Defining Value Chain Disruption

A definition of supply chain disruption is a disruption in the production flow of goods and their delivery to customers. A supply chain disruption is any event that causes a disruption in the production, sale, or distribution of said products. Supply chain disruptions can include events such as natural disasters, regional conflicts, and pandemics.

Today’s product companies can no longer afford to assume that failure is a remote risk. Not after the last few years. If you’re a product or quality manager and you’re still thinking, “Oh, the worst is over,” you’re either a blind optimist or you just don’t take risk management seriously enough.

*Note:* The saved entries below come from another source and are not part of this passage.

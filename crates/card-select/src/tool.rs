use std::sync::Arc;

use futures::future::{BoxFuture, join_all};
use manos_block_core::{
    BlockHandle, BlockTool, BlockToolOptions, HostApi, MenuItem, Node, ToolSpec, ToolboxConfig,
};
use parking_lot::Mutex;
use reqwest::Client;
use serde_json::Value;
use tracing::{debug, warn};

use crate::collection::ItemCollection;
use crate::config::CardSelectConfig;
use crate::coordinator::ItemStateCoordinator;
use crate::csrf::CsrfTokenProvider;
use crate::icons::{ICON_FILE, ICON_LINK, ICON_TOOLBOX};
use crate::model::{ItemId, ItemSeed, LinkVariant};
use crate::render::RenderContext;
use crate::services::CardServices;

pub const TOOL_NAME: &str = "cardWithSelect";

struct ToolInner {
    api: HostApi,
    block: BlockHandle,
    config: Arc<CardSelectConfig>,
    read_only: bool,
    collection: Mutex<ItemCollection>,
}

/// Block tool holding up to `maxEntityQuantity` linked cards.
#[derive(Clone)]
pub struct CardWithSelectTool {
    inner: Arc<ToolInner>,
}

impl CardWithSelectTool {
    pub fn new(
        options: BlockToolOptions,
        services: impl FnOnce(&CardSelectConfig) -> CardServices,
    ) -> Self {
        let config = Arc::new(CardSelectConfig::from_json(options.config.as_ref()));
        let mut collection = ItemCollection::new(config.clone(), services(&config), &options.api)
            .read_only(options.read_only);
        collection.deserialize(options.data.as_ref().unwrap_or(&Value::Null));

        Self {
            inner: Arc::new(ToolInner {
                api: options.api,
                block: options.block,
                config,
                read_only: options.read_only,
                collection: Mutex::new(collection),
            }),
        }
    }

    pub fn toolbox() -> ToolboxConfig {
        ToolboxConfig {
            icon: ICON_TOOLBOX.to_string(),
            title: "Card with links".to_string(),
        }
    }

    /// Registers the tool with services built from each block's config.
    pub fn spec(
        services: impl Fn(&CardSelectConfig) -> CardServices + Send + Sync + 'static,
    ) -> ToolSpec {
        let services = Arc::new(services);
        ToolSpec::new(TOOL_NAME, Self::toolbox(), move |options| {
            let services = services.clone();
            Box::new(Self::new(options, move |config| services(config))) as Box<dyn BlockTool>
        })
        .read_only_supported(true)
    }

    pub fn http_spec(client: Client, csrf: Arc<dyn CsrfTokenProvider>) -> ToolSpec {
        Self::spec(move |config| CardServices::http(client.clone(), config, csrf.clone()))
    }

    pub fn config(&self) -> &CardSelectConfig {
        &self.inner.config
    }

    pub fn is_read_only(&self) -> bool {
        self.inner.read_only
    }

    pub fn len(&self) -> usize {
        self.inner.collection.lock().len()
    }

    pub fn is_empty(&self) -> bool {
        self.inner.collection.lock().is_empty()
    }

    pub fn items(&self) -> Vec<ItemStateCoordinator> {
        self.inner.collection.lock().items().to_vec()
    }

    pub fn item(&self, id: ItemId) -> Option<ItemStateCoordinator> {
        self.inner.collection.lock().item(id).cloned()
    }

    pub fn add_item(&self, variant: LinkVariant, seed: ItemSeed) -> Option<ItemId> {
        if self.inner.read_only {
            warn!(link_type = %variant.key(), "cannot add items in read-only mode");
            return None;
        }
        let added = self.inner.collection.lock().add_item(variant, seed);
        if added.is_some() {
            self.inner.block.dispatch_change();
        }
        added
    }

    pub fn remove_item(&self, id: ItemId) -> bool {
        if self.inner.read_only {
            return false;
        }
        let removed = self.inner.collection.lock().remove_item(id);
        if removed {
            self.inner.block.dispatch_change();
        }
        removed
    }

    /// Runs the after-mount step of every item not mounted yet.
    pub fn mount_pending(&self) -> BoxFuture<'static, ()> {
        let pending = self.inner.collection.lock().take_unmounted();
        debug!(count = pending.len(), "mounting items");
        Box::pin(async move {
            join_all(pending.iter().map(|item| item.after_mount())).await;
        })
    }

    fn add_entry(&self, variant: LinkVariant, label: &str, icon: &str, full: bool) -> MenuItem {
        let weak = Arc::downgrade(&self.inner);
        MenuItem::new(self.inner.api.t(label), move || {
            if let Some(inner) = weak.upgrade() {
                CardWithSelectTool { inner }.add_item(variant.clone(), ItemSeed::default());
            }
        })
        .icon(icon)
        .disabled(full)
    }
}

impl BlockTool for CardWithSelectTool {
    fn render(&self) -> Node {
        let collection = self.inner.collection.lock();
        let ctx = RenderContext {
            styles: &self.inner.api.styles,
            i18n: self.inner.api.i18n.as_ref(),
            config: &self.inner.config,
            read_only: self.inner.read_only,
        };
        collection.render(&ctx)
    }

    fn save(&self) -> Value {
        self.inner.collection.lock().serialize().to_value()
    }

    fn render_settings(&self) -> Vec<MenuItem> {
        if self.inner.read_only {
            return Vec::new();
        }
        let full = self.inner.collection.lock().is_full();

        let mut entries: Vec<MenuItem> = self
            .inner
            .config
            .configurable_types
            .iter()
            .map(|ty| {
                self.add_entry(
                    LinkVariant::reference(ty.key.clone()),
                    &ty.button_label,
                    &ty.icon,
                    full,
                )
            })
            .collect();
        entries.push(self.add_entry(LinkVariant::CustomUrl, "Custom link", ICON_LINK, full));
        entries.push(self.add_entry(LinkVariant::File, "File", ICON_FILE, full));
        entries
    }

    fn rendered(&self) -> BoxFuture<'static, ()> {
        self.mount_pending()
    }

    fn destroy(&self) {
        self.inner.collection.lock().clear();
    }
}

Let’s go through the list, okay? The disruption to the value and supply chain  in recent years has been caused by:

A global Covid-19 pandemic blocking the global supply chain

A deadlocked cargo ship blocking trade through the Suez Canal

Government-mandated safety protocols affecting the available labor

Trade sanctions and new tariffs against massive material exporters

War in Ukraine slowing any sourcing from suppliers outside the “breadbasket of the world”

Denying the Attention

Pressing consumer-driven demand for sustainability through the adoption of new technologies. And responsible manufacturing hampered, or even completely eliminated by interrupting the value chain.

Despite all this, there are still many companies across entire industries that are not acting proactively. Opting for short-term, reactive solutions to gradually mitigate supply shocks.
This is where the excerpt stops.